● Prompt: Every line of the data below is to be retyped exactly.

⟨

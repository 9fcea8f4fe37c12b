//! Execution ledger rows and turn/workflow outcomes

use chrono::{DateTime, Utc};
use serde::{Deserialize, Serialize};
use uuid::Uuid;

use crate::agent::state::ExecutionStatus;
use crate::errors::ExecutionFailure;
use crate::types::conversation::{Citation, Message, ToolCallRecord, ToolResultRecord};

/// One ledger record of a single agent invocation
#[derive(Debug, Clone, PartialEq, Serialize, Deserialize)]
pub struct AgentExecution {
    pub id: Uuid,
    pub conversation_id: Uuid,
    pub agent_slug: String,
    pub workflow_slug: Option<String>,
    /// Zero-based position of the step inside its workflow run
    pub step_index: Option<usize>,
    pub status: ExecutionStatus,
    pub input: String,
    pub output: Option<String>,
    pub tool_calls: Vec<ExecutedToolCall>,
    pub tokens_used: u64,
    pub duration_ms: Option<u64>,
    pub error_message: Option<String>,
    pub started_at: DateTime<Utc>,
    pub completed_at: Option<DateTime<Utc>>,
}

impl AgentExecution {
    pub fn is_terminal(&self) -> bool {
        self.status.is_terminal()
    }
}

/// A tool call together with its result, as recorded on the execution row
#[derive(Debug, Clone, PartialEq, Serialize, Deserialize)]
pub struct ExecutedToolCall {
    pub call: ToolCallRecord,
    pub result: ToolResultRecord,
}

/// Parameters for opening an execution row
#[derive(Debug, Clone, PartialEq)]
pub struct NewExecution {
    pub conversation_id: Uuid,
    pub agent_slug: String,
    pub workflow_slug: Option<String>,
    pub step_index: Option<usize>,
    pub input: String,
}

/// Terminal write applied to a running execution
#[derive(Debug, Clone, PartialEq)]
pub enum ExecutionOutcome {
    Completed {
        output: String,
        tool_calls: Vec<ExecutedToolCall>,
        tokens_used: u64,
        duration_ms: u64,
    },
    Failed {
        error_message: String,
        tool_calls: Vec<ExecutedToolCall>,
        tokens_used: u64,
        duration_ms: u64,
    },
}

impl ExecutionOutcome {
    pub fn status(&self) -> ExecutionStatus {
        match self {
            ExecutionOutcome::Completed { .. } => ExecutionStatus::Completed,
            ExecutionOutcome::Failed { .. } => ExecutionStatus::Failed,
        }
    }

    pub fn tokens_used(&self) -> u64 {
        match self {
            ExecutionOutcome::Completed { tokens_used, .. }
            | ExecutionOutcome::Failed { tokens_used, .. } => *tokens_used,
        }
    }
}

/// Aggregate statistics over the ledger, computed at query time
#[derive(Debug, Clone, Default, PartialEq, Serialize, Deserialize)]
pub struct ExecutionStats {
    pub total: u64,
    pub successful: u64,
    pub failed: u64,
    pub running: u64,
    /// Average over terminal executions only
    pub average_duration_ms: f64,
    pub total_tokens: u64,
}

impl ExecutionStats {
    /// Fraction of terminal executions that completed
    pub fn success_rate(&self) -> f64 {
        let terminal = self.successful + self.failed;
        if terminal == 0 {
            0.0
        } else {
            self.successful as f64 / terminal as f64
        }
    }

    /// Fold a set of executions into statistics
    pub fn from_executions<'a>(executions: impl IntoIterator<Item = &'a AgentExecution>) -> Self {
        let mut stats = ExecutionStats::default();
        let mut duration_sum = 0u64;
        let mut duration_count = 0u64;

        for execution in executions {
            stats.total += 1;
            stats.total_tokens += execution.tokens_used;
            match execution.status {
                ExecutionStatus::Completed => stats.successful += 1,
                ExecutionStatus::Failed => stats.failed += 1,
                ExecutionStatus::Pending | ExecutionStatus::Running => stats.running += 1,
            }
            if execution.is_terminal() {
                if let Some(duration) = execution.duration_ms {
                    duration_sum += duration;
                    duration_count += 1;
                }
            }
        }

        if duration_count > 0 {
            stats.average_duration_ms = duration_sum as f64 / duration_count as f64;
        }
        stats
    }
}

/// Result of a successful single-agent turn
#[derive(Debug, Clone, PartialEq)]
pub struct TurnOutcome {
    pub execution_id: Uuid,
    pub output: String,
    pub tokens_used: u64,
    pub tool_calls: Vec<ExecutedToolCall>,
    pub citations: Vec<Citation>,
    /// The assistant message appended for this turn
    pub message: Message,
}

/// Result of a workflow run, complete or partial
#[derive(Debug, Clone, PartialEq)]
pub struct WorkflowRunResult {
    pub workflow_slug: String,
    pub conversation_id: Uuid,
    /// Output of the last completed step
    pub output: Option<String>,
    pub steps_completed: usize,
    pub total_steps: usize,
    pub total_tokens: u64,
    /// One id per step attempted, in step order
    pub execution_ids: Vec<Uuid>,
    /// Set when a step failed and the run stopped early
    pub failure: Option<ExecutionFailure>,
}

impl WorkflowRunResult {
    pub fn is_success(&self) -> bool {
        self.failure.is_none() && self.steps_completed == self.total_steps
    }
}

⟩

● Your solution:
repository 9fcea8f4fe37c12b
//! Execution ledger rows and turn/workflow outcomes

use chrono::{DateTime, Utc};
use serde::{Deserialize, Serialize};
use uuid::Uuid;

use crate::agent::state::ExecutionStatus;
use crate::errors::ExecutionFailure;
use crate::types::conversation::{Citation, Message, ToolCallRecord, ToolResultRecord};

/// One ledger record of a single agent invocation
#[derive(Debug, Clone, PartialEq, Serialize, Deserialize)]
pub struct AgentExecution {
    pub id: Uuid,
    pub conversation_id: Uuid,
    pub agent_slug: String,
    pub workflow_slug: Option<String>,
    /// Zero-based position of the step inside its workflow run
    pub step_index: Option<usize>,
    pub status: ExecutionStatus,
    pub input: String,
    pub output: Option<String>,
    pub tool_calls: Vec<ExecutedToolCall>,
    pub tokens_used: u64,
    pub duration_ms: Option<u64>,
    pub error_message: Option<String>,
    pub started_at: DateTime<Utc>,
    pub completed_at: Option<DateTime<Utc>>,
}

impl AgentExecution {
    pub fn is_terminal(&self) -> bool {
        self.status.is_terminal()
    }
}

/// A tool call together with its result, as recorded on the execution row
#[derive(Debug, Clone, PartialEq, Serialize, Deserialize)]
pub struct ExecutedToolCall {
    pub call: ToolCallRecord,
    pub result: ToolResultRecord,
}

/// Parameters for opening an execution row
#[derive(Debug, Clone, PartialEq)]
pub struct NewExecution {
    pub conversation_id: Uuid,
    pub agent_slug: String,
    pub workflow_slug: Option<String>,
    pub step_index: Option<usize>,
    pub input: String,
}

/// Terminal write applied to a running execution
#[derive(Debug, Clone, PartialEq)]
pub enum ExecutionOutcome {
    Completed {
        output: String,
        tool_calls: Vec<ExecutedToolCall>,
        tokens_used: u64,
        duration_ms: u64,
    },
    Failed {
        error_message: String,
        tool_calls: Vec<ExecutedToolCall>,
        tokens_used: u64,
        duration_ms: u64,
    },
}

impl ExecutionOutcome {
    pub fn status(&self) -> ExecutionStatus {
        match self {
            ExecutionOutcome::Completed { .. } => ExecutionStatus::Completed,
            ExecutionOutcome::Failed { .. } => ExecutionStatus::Failed,
        }
    }

    pub fn tokens_used(&self) -> u64 {
        match self {
            ExecutionOutcome::Completed { tokens_used, .. }
            | ExecutionOutcome::Failed { tokens_used, .. } => *tokens_used,
        }
    }
}

/// Aggregate statistics over the ledger, computed at query time
#[derive(Debug, Clone, Default, PartialEq, Serialize, Deserialize)]
pub struct ExecutionStats {
    pub total: u64,
    pub successful: u64,
    pub failed: u64,
    pub running: u64,
    /// Average over terminal executions only
    pub average_duration_ms: f64,
    pub total_tokens: u64,
}

impl ExecutionStats {
    /// Fraction of terminal executions that completed
    pub fn success_rate(&self) -> f64 {
        let terminal = self.successful + self.failed;
        if terminal == 0 {
            0.0
        } else {
            self.successful as f64 / terminal as f64
        }
    }

    /// Fold a set of executions into statistics
    pub fn from_executions<'a>(executions: impl IntoIterator<Item = &'a AgentExecution>) -> Self {
        let mut stats = ExecutionStats::default();
        let mut duration_sum = 0u64;
        let mut duration_count = 0u64;

        for execution in executions {
            stats.total += 1;
            stats.total_tokens += execution.tokens_used;
            match execution.status {
                ExecutionStatus::Completed => stats.successful += 1,
                ExecutionStatus::Failed => stats.failed += 1,
                ExecutionStatus::Pending | ExecutionStatus::Running => stats.running += 1,
            }
            if execution.is_terminal() {
                if let Some(duration) = execution.duration_ms {
                    duration_sum += duration;
                    duration_count += 1;
                }
            }
        }

        if duration_count > 0 {
            stats.average_duration_ms = duration_sum as f64 / duration_count as f64;
        }
        stats
    }
}

/// Result of a successful single-agent turn
#[derive(Debug, Clone, PartialEq)]
pub struct TurnOutcome {
    pub execution_id: Uuid,
    pub output: String,
    pub tokens_used: u64,
    pub tool_calls: Vec<ExecutedToolCall>,
    pub citations: Vec<Citation>,
    /// The assistant message appended for this turn
    pub message: Message,
}

/// Result of a workflow run, complete or partial
#[derive(Debug, Clone, PartialEq)]
pub struct WorkflowRunResult {
    pub workflow_slug: String,
    pub conversation_id: Uuid,
    /// Output of the last completed step
    pub output: Option<String>,
    pub steps_completed: usize,
    pub total_steps: usize,
    pub total_tokens: u64,
    /// One id per step attempted, in step order
    pub execution_ids: Vec<Uuid>,
    /// Set when a step failed and the run stopped early
    pub failure: Option<ExecutionFailure>,
}

impl WorkflowRunResult {
    pub fn is_success(&self) -> bool {
        self.failure.is_none() && self.steps_completed == self.total_steps
    }
}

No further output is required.